In patients with chronic HCV infection, no increase in viral load was observed during IL-2 treatment despite increased TReg cell numbers, and there was even a small but significant decrease in the viral load at the end of the follow-up period11. In the GVHD-prevention trial, the recovery of in vitro immune responses against recall antigens was identical in the IL-2-treated and control groups, and, importantly, a marked decrease in the number of infectious episodes was observed in the treated group as compared with controls84. Nevertheless, given the effects of IL-2 on TFH cells and TFR cells, and the striking decrease in the number of B cells that has been reported in some trials of IL-2 (Refs 11,82), further studies of humoral responses in individuals treated with IL-2 are warranted.
In the trial of low-dose IL-2 therapy for chronic GVHD, three patients had bacterial infections of grade 3 or higher12, but these findings are difficult to interpret in light of the other immunosuppressive drugs or corticosteroids that these patients received. Of note, in a trial investigating the adoptive transfer of ex vivo-expanded TReg cells in children with type 1 diabetes, one patient contracted an influenza virus infection immediately after the TReg cell infusion. The infection resolved normally within a few days, indicating that increased TReg cell number did not induce systemic immune suppression7.
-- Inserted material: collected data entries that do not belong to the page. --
use std::collections::BTreeMap;

use hashbrown::HashMap;

use super::{
    External, Instantiation, TypeContext, TypeEnvironment, TypeInferrer,
    ty::{Type, TypeKind},
};
use crate::{
    error::{CompileError, ErrorKind, report_error},
    frontend::{
        Span,
        ast::{
            BinaryOperatorClass, Binder, Expression, ExpressionKind, FunctionDefinition, NodeId,
            Program,
            visit::{self, Visitor},
        },
    },
    middle::resolve::{ResolutionMap, SymbolId},
};

/// Rewrites a type without links. Returns `None` if an unlinked variable
/// which was never generalized remains.
fn deref_type(tcx: &mut TypeContext, ty: &Type) -> Option<Type> {
    let mut resolved = true;
    let ty = deref_type_inner(tcx, ty, &mut resolved);

    resolved.then_some(ty)
}

fn deref_type_inner(tcx: &mut TypeContext, ty: &Type, resolved: &mut bool) -> Type {
    let ty = tcx.resolve(ty);

    match &*ty {
        TypeKind::Variable(id) if tcx.variables[*id].generalized => {
            tcx.intern_type(TypeKind::Generic(*id))
        }
        TypeKind::Variable(_) => {
            *resolved = false;
            ty
        }
        _ => tcx.map_children(&ty, |tcx, child| deref_type_inner(tcx, child, resolved)),
    }
}

/// Links every unlinked, ungeneralized variable in `ty` to unit
fn default_to_unit(tcx: &mut TypeContext, ty: &Type) {
    let ty = tcx.resolve(ty);

    match &*ty {
        TypeKind::Variable(id) if !tcx.variables[*id].generalized => {
            let unit = tcx.unit();
            tcx.variables[*id].link = Some(unit);
        }
        TypeKind::Function {
            parameters,
            return_type,
        } => {
            for parameter in parameters.iter() {
                default_to_unit(tcx, parameter);
            }

            default_to_unit(tcx, return_type);
        }
        TypeKind::Tuple(elements) => {
            for element in elements.iter() {
                default_to_unit(tcx, element);
            }
        }
        TypeKind::Array(element) | TypeKind::Option(element) => default_to_unit(tcx, element),
        _ => {}
    }
}

/// Resolves every type recorded during inference to its final form
pub(super) struct Dereferencer<'ast, 'res> {
    tcx: TypeContext,
    resolutions: &'res ResolutionMap,
    symbol_types: BTreeMap<SymbolId, Type>,
    node_types: BTreeMap<NodeId, Type>,
    table: HashMap<String, Type>,
    error: Option<CompileError>,
    program: &'ast Program,
}

impl<'ast, 'res> Dereferencer<'ast, 'res> {
    pub(super) fn run(inferrer: TypeInferrer<'ast, 'res>) -> Result<TypeEnvironment, CompileError> {
        let TypeInferrer {
            program,
            resolutions,
            mut tcx,
            symbol_types,
            node_types,
            externals,
            instantiations,
            empty_literal_variables,
            aliases: _,
        } = inferrer;

        // Values whose type can never be observed default to unit: the
        // element type of empty literals, discarded bindings and the result
        // of an external that is only ever called for its effect
        for id in empty_literal_variables {
            if tcx.variables[id].link.is_none() && !tcx.variables[id].generalized {
                let unit = tcx.unit();
                tcx.variables[id].link = Some(unit);
            }
        }

        for (symbol, ty) in &symbol_types {
            if resolutions.symbol(*symbol).is_wildcard {
                default_to_unit(&mut tcx, ty);
            }
        }

        for external in externals.values() {
            if let TypeKind::Function { return_type, .. } = &*tcx.resolve(&external.ty) {
                let return_type = tcx.resolve(return_type);

                if let TypeKind::Variable(id) = &*return_type
                    && !tcx.variables[*id].generalized
                {
                    let unit = tcx.unit();
                    tcx.variables[*id].link = Some(unit);
                }
            }
        }

        let mut dereferencer = Self {
            tcx,
            resolutions,
            symbol_types,
            node_types,
            table: HashMap::new(),
            error: None,
            program,
        };

        dereferencer.visit_expression(&program.body);

        if let Some(error) = dereferencer.error {
            return Err(error);
        }

        let externals = dereferencer.deref_externals(externals)?;
        let instantiations = dereferencer.deref_instantiations(instantiations);

        log::debug!(
            "dereferenced {} bindings, {} nodes and {} instantiations",
            dereferencer.table.len(),
            dereferencer.node_types.len(),
            instantiations.len()
        );

        Ok(TypeEnvironment {
            context: dereferencer.tcx,
            table: dereferencer.table,
            node_types: dereferencer.node_types,
            externals,
            instantiations,
        })
    }

    fn cannot_infer(&mut self, what: String, ty: &Type, span: Span) -> CompileError {
        report_error!(
            ErrorKind::CannotInfer {
                what,
                ty: self.tcx.display(ty),
            },
            span
        )
    }

    fn deref_node(&mut self, id: NodeId, span: Span) {
        let ty = self
            .node_types
            .get(&id)
            .cloned()
            .unwrap_or_else(|| panic!("expression {id:?} was never assigned a type"));

        match deref_type(&mut self.tcx, &ty) {
            Some(resolved) => {
                self.node_types.insert(id, resolved);
            }
            None => {
                let error = self.cannot_infer("this expression".to_owned(), &ty, span);
                self.error = Some(error);
            }
        }
    }

    fn deref_symbol(&mut self, symbol: SymbolId) {
        let resolutions = self.resolutions;
        let ty = self.symbol_types[&symbol].clone();
        let symbol = resolutions.symbol(symbol);

        match deref_type(&mut self.tcx, &ty) {
            Some(resolved) => {
                self.table.insert(symbol.name.clone(), resolved);
            }
            None => {
                let error = self.cannot_infer(
                    format!("'{}'", symbol.display_name),
                    &ty,
                    symbol.span,
                );
                self.error = Some(error);
            }
        }
    }

    fn deref_externals(
        &mut self,
        externals: BTreeMap<crate::frontend::intern::InternedSymbol, External>,
    ) -> Result<BTreeMap<String, External>, CompileError> {
        let mut resolved_externals = BTreeMap::new();

        for (name, external) in externals {
            let Some(ty) = deref_type(&mut self.tcx, &external.ty) else {
                let span = self
                    .program
                    .externals
                    .iter()
                    .find(|declaration| declaration.name.symbol == name)
                    .map(|declaration| declaration.span)
                    .unwrap_or_default();

                return Err(self.cannot_infer(format!("external '{name}'"), &external.ty, span));
            };

            resolved_externals.insert(
                name.to_string(),
                External {
                    ty,
                    c_name: external.c_name,
                },
            );
        }

        Ok(resolved_externals)
    }

    /// Every instantiated variable also appears in the type of the
    /// referencing node, which has already been checked
    fn deref_instantiations(
        &mut self,
        instantiations: BTreeMap<NodeId, Instantiation>,
    ) -> BTreeMap<NodeId, Instantiation> {
        fn deref(tcx: &mut TypeContext, ty: &Type) -> Type {
            deref_type(tcx, ty).unwrap_or_else(|| {
                panic!("instantiated type {ty:?} is unresolved but its node was not")
            })
        }

        instantiations
            .into_iter()
            .map(|(id, instantiation)| {
                let mapping = instantiation
                    .mapping
                    .iter()
                    .map(|(generic, ty)| (*generic, deref(&mut self.tcx, ty)))
                    .collect();

                let instantiation = Instantiation {
                    instance: deref(&mut self.tcx, &instantiation.instance),
                    generic_type: deref(&mut self.tcx, &instantiation.generic_type),
                    mapping,
                    symbol: instantiation.symbol,
                };

                (id, instantiation)
            })
            .collect()
    }
}

impl<'ast> Visitor<'ast> for Dereferencer<'_, '_> {
    fn visit_binder(&mut self, binder: &'ast Binder) {
        if self.error.is_none() {
            let symbol = self.resolutions.binding(&binder.name);
            self.deref_symbol(symbol);
        }
    }

    fn visit_function_definition(&mut self, function: &'ast FunctionDefinition) {
        visit::walk_function_definition(self, function);

        if self.error.is_none() {
            let symbol = self.resolutions.binding(&function.name);
            self.deref_symbol(symbol);
        }
    }

    fn visit_expression(&mut self, expression: &'ast Expression) {
        visit::walk_expression(self, expression);

        if self.error.is_none() {
            self.deref_node(expression.id, expression.span);
        }
    }
}

/// Rejects comparisons between values the runtime can't compare
pub(super) struct ComparisonChecker<'env> {
    environment: &'env TypeEnvironment,
    error: Option<CompileError>,
}

impl<'env> ComparisonChecker<'env> {
    pub(super) fn check(
        program: &Program,
        environment: &'env TypeEnvironment,
    ) -> Result<(), CompileError> {
        let mut checker = Self {
            environment,
            error: None,
        };

        visit::walk_program(&mut checker, program);

        match checker.error {
            Some(error) => Err(error),
            None => Ok(()),
        }
    }
}

impl<'ast> Visitor<'ast> for ComparisonChecker<'_> {
    fn visit_expression(&mut self, expression: &'ast Expression) {
        visit::walk_expression(self, expression);

        if self.error.is_some() {
            return;
        }

        let ExpressionKind::Binary { operator, lhs, .. } = &expression.kind else {
            return;
        };

        let operand = self.environment.node_type(lhs.id);

        let ordering = match operator.class() {
            BinaryOperatorClass::Ordering => true,
            BinaryOperatorClass::Equality => false,
            _ => return,
        };

        // Generic operands are only known once monomorphized
        let legal = if ordering {
            matches!(
                &**operand,
                TypeKind::Int | TypeKind::Float | TypeKind::Generic(_)
            )
        } else {
            !operand.any(&|kind| matches!(kind, TypeKind::Array(_) | TypeKind::Function { .. }))
        };

        if !legal {
            self.error = Some(report_error!(
                ErrorKind::IllegalComparison {
                    operator: operator.to_string(),
                    ty: operand.to_string(),
                    ordering,
                },
                expression.span
            ));
        }
    }
}

#[cfg(test)]
mod tests {
    use crate::{
        config::Config,
        error::{CompileError, ErrorKind},
        frontend::{
            Span,
            ast::{BinaryOperatorKind, Program, build::TreeBuilder},
        },
        middle::{
            resolve::Resolver,
            type_checking::{TypeEnvironment, type_check},
        },
    };

    fn check(program: &Program) -> Result<TypeEnvironment, CompileError> {
        let resolutions = Resolver::resolve_names(program)?;
        type_check(program, &resolutions, &Config::default())
    }

    #[test]
    fn unconstrained_empty_literals_default_to_unit() {
        let b = TreeBuilder::new();
        let program = b.program(b.let_rec(
            "f",
            &["x"],
            b.unit(),
            b.sequence(
                b.call("f", vec![b.array_literal(vec![])]),
                b.call("f", vec![b.none()]),
            ),
        ));

        let env = check(&program).unwrap();

        let instances = env
            .instantiations_of("f$1")
            .map(|i| i.instance.to_string())
            .collect::<Vec<_>>();
        assert_eq!(instances, ["unit array -> unit", "unit option -> unit"]);
    }

    #[test]
    fn polymorphic_empty_literal_defaults_at_each_use() {
        let b = TreeBuilder::new();
        let program = b.program(b.let_in(
            "xs",
            b.array_literal(vec![]),
            b.array_length(b.var("xs")),
        ));

        let env = check(&program).unwrap();

        assert_eq!(env.type_of("xs$1").to_string(), "'a array");
        assert_eq!(env.node_type(program.body.id).to_string(), "int");
    }

    #[test]
    fn discarded_bindings_default_to_unit() {
        let b = TreeBuilder::new();
        let program = b.program(b.sequence(b.var("mystery"), b.unit()));

        let env = check(&program).unwrap();

        assert_eq!(env.type_of("_$1").to_string(), "unit");
        assert_eq!(env.externals["mystery"].ty.to_string(), "unit");
    }

    #[test]
    fn unresolved_bindings_cannot_be_inferred() {
        let b = TreeBuilder::new();
        let span = Span::new(8, 15);
        let program = b.program(b.let_in("x", b.at(b.var("mystery"), span), b.unit()));

        let error = check(&program).unwrap_err();

        assert!(matches!(error.kind, ErrorKind::CannotInfer { .. }), "{error}");
        assert_eq!(error.span, span);
    }

    #[test]
    fn ordering_requires_numbers() {
        let b = TreeBuilder::new();
        let program = b.program(b.binary(
            BinaryOperatorKind::LessThan,
            b.string("a"),
            b.string("b"),
        ));

        let error = check(&program).unwrap_err();

        assert_eq!(
            error.to_string(),
            "'string' can't be compared with operator '<'"
        );

        let b = TreeBuilder::new();
        let program = b.program(b.binary(
            BinaryOperatorKind::GreaterThanOrEqualTo,
            b.float(1.0),
            b.float(2.0),
        ));
        assert!(check(&program).is_ok());
    }

    #[test]
    fn equality_rejects_arrays_and_functions() {
        let b = TreeBuilder::new();
        let program = b.program(b.binary(
            BinaryOperatorKind::Equals,
            b.tuple(vec![b.int(1), b.array_make(b.int(1), b.int(0))]),
            b.tuple(vec![b.int(1), b.array_make(b.int(1), b.int(0))]),
        ));

        let error = check(&program).unwrap_err();
        assert!(matches!(
            error.kind,
            ErrorKind::IllegalComparison {
                ordering: false,
                ..
            }
        ));

        let b = TreeBuilder::new();
        let program = b.program(b.binary(
            BinaryOperatorKind::NotEquals,
            b.some(b.int(1)),
            b.none(),
        ));
        assert!(check(&program).is_ok());
    }
}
The apparent preservation of a normal immune response to infection during IL-2 therapy is, in fact, not surprising. Inflammation is controlled by TReg cells but it also controls TReg cells94. At high levels of inflammation, TReg cells become less efficient95. It is thus expected that a moderate increase in the number of TReg cells or their functionality should not affect effector immune responses that are triggered by highly inflammatory events, such as infection or vaccination, as the inflammation would be expected to constrain the TReg cell response.
IL-2 and inflammation. On the one hand, TReg cells tend to lose their functional capacity in highly inflammatory environments94. They might even become unstable, losing FOXP3 expression and converting to a phenotype that is more characteristic of effector CD4+ T cells (these converted cells have been termed 'ex-TReg cells'), although such a process is much debated96. Different mechanisms can regulate the susceptibility of TReg cells to inflammation-induced FOXP3 destabilization: FOXP3 expression is downregulated by polyubiquitylation97 mediated by the E3 ubiquitin ligase STUB1, which is induced by pro-inflammatory cytokines and lipopolysaccharides98; PIM1 kinase phosphorylates a serine residue of human FOXP3, thereby impairing its function99; and binding of methyl CpG-binding protein 2 (MeCP2) to FOXP3 stabilizes its expression100.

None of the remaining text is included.